Top 3 Not So Focused On Tips For Hiring A Key Role

2024

01 

Jul 

There are plenty of other top 3, top 5, and top 100 blogs, books, YouTube videos, etc on hiring. These are just my top 3 tips and things to focus on that I feel do not get covered as much but seem to be a big pain point and possibly cause misjudgments when you’re hiring. Especially for that important role.

  1. Set a timeline: The last thing you want to do, is hire too early. If you do you are not prepared for this person to come into their new role feeling confident, focused, and purposeful. Many times when in small businesses these roles are new roles, not yet clearly defined or proven with people who carved them beforehand. If you bring someone in too early, you are setting them up for failure with unclear definitions on what determines success and fall short. Without clearly defining what you need this role to accomplish, how can you even be sure you hired the right person?

    Obviously on the other end of this is hiring at the last minute. If you need a new sales leader, or marketing manager, and you planned on executing a new initiative in June but don’t hire them until the middle of May, are you setting them up for success? Are you setting your strategy up for success? No, likely not. Have a clear timeline planned. This includes needed candidate sourcing time, role creation and definition, success metric definition, onboarding and training development and completion as well as percieved rampup time. It won’t be perfect, becuase as the great Mike Tyson has been quoted saying, “Everyone has a plan until they get punched in the face”. However a timeline and a plan, even if it doesn’t go perfectly, is MUCH better than not having any at all.

    1. Always have a plan B for your onboarding and training: You bring someone on, they are a perfect fit, they’re already bleeding the colors (Weird way of saying they 100% back the company), but the training is missing the mark. Or the person you put in charge of their training has a medical emergency, or has a load of work dumped on them and they just can’t focus on getting this new key team member up to speed.

      I have seen it time and time again, this person is left to learn things on there own. Which in some cases is okay, they can learn on the job, they can find unique ways to accomplish similar outcomes. However, this is shortsighted. A company is like a living organism, or a like a machine. You pull one lever over here, it effects the outputs way down the chain. A new hire, left to figure things out on their own will not have the insight into the causes and effects and can cause issues, and sometimes these issues are not caught until later. These mishaps can tarnish even the most seasoned of professional’s confidence, which again, sets them up for failure.

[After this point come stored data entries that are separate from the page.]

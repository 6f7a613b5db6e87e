use dioxus::prelude::*;
use mediscan_core::analysis::AnalysisResult;
use mediscan_core::dates::{format_long_date, is_expired_now};

/// Two-column result layout: the uploaded image with the detected type on
/// the left, the identified drug's details on the right.
#[component]
pub fn ResultsPanel(
    result: AnalysisResult,
    preview_url: String,
    on_reset: EventHandler<MouseEvent>,
) -> Element {
    let expired = is_expired_now(Some(&result.expiry_date));
    let expiry_label = format_long_date(Some(&result.expiry_date));

    rsx! {
        section { class: "ms-results",
            div { class: "ms-results-grid",
                div { class: "ms-card ms-results-image",
                    if !preview_url.is_empty() {
                        img { class: "ms-preview", src: "{preview_url}", alt: "Uploaded drug image" }
                    }
                    div { class: "ms-detected",
                        p { class: "ms-field-label", "Detected Type:" }
                        p { class: "ms-detected-value",
                            "{result.detected_type} ({result.confidence}% Conf)"
                        }
                    }
                }

                div { class: "ms-card ms-results-info",
                    h2 { class: "ms-card-title", "Drug Information" }

                    div { class: "ms-field",
                        p { class: "ms-field-label", "Drug Name" }
                        p { class: "ms-drug-name", "{result.drug_name}" }
                    }

                    div { class: "ms-field",
                        p { class: "ms-field-label", "Active Ingredients" }
                        div { class: "ms-chips",
                            for (idx , ingredient) in result.active_ingredients.iter().enumerate() {
                                span { key: "{idx}", class: "ms-chip", "{ingredient}" }
                            }
                        }
                    }

                    div { class: "ms-field",
                        p { class: "ms-field-label", "Manufacturer" }
                        p { class: "ms-field-value", "{result.manufacturer}" }
                    }

                    div { class: "ms-field",
                        p { class: "ms-field-label", "Expiry Date" }
                        p {
                            class: if expired { "ms-field-value ms-field-value--expired" } else { "ms-field-value" },
                            "{expiry_label}"
                        }
                        if expired {
                            p { class: "ms-expired-warning", "⚠ This product has expired" }
                        }
                    }

                    div { class: "ms-disclaimer",
                        strong { "Disclaimer: " }
                        "Consult a doctor before use. This result is for identification only and is not medical advice."
                    }

                    button {
                        class: "ms-btn ms-btn--secondary ms-btn--block",
                        onclick: move |evt| on_reset.call(evt),
                        "Analyze Another Drug"
                    }
                }
            }
        }
    }
}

      Do NOT let any excuse get in the way of properly training and onboarding new hires no matter how seasoned they are. Sure, a newer company can hire a seasoned pro to come in and create some of these things and improve processes, create departments, etc. However that doesn’t mean you skip training them on the other aspects of your business, take the time to ingrain them in the culture and set them up for success.

      1. Don’t be Afraid to add interviews: Yes, for some roles you don’t want to get interview crazy, especially for more entry-level positions. But to be quite frank, unless you’re a $100M business, even entry-level positions can be considered key roles. I have seen cases where top leaders are struggling to decide between candidates, (or even what roles they should hire for, which is not a great place to be in) and they just sit in a meeting going back and forth, pros and cons, yada yada. By the end of the meeting, they are more confused than ever, because we tend to make up stories that don’t exist to make decisions easier for us, and they basically resort to flipping a coin and that is it.

      Why not have another quick interview? Over the phone, or over Zoom, or if they are close by take them for coffee. Have another trusted member of the team interview them to get a different perspective. It’s always better to spend some time on another interview and increase the chances this hire will be the right person for the job than to be unsure about a decision. Because then, you will always be thinking through every little mistake, ‘Should we have gone with the other person?”. This puts doubt in your mind about the candidate and possibly sets them up for failure.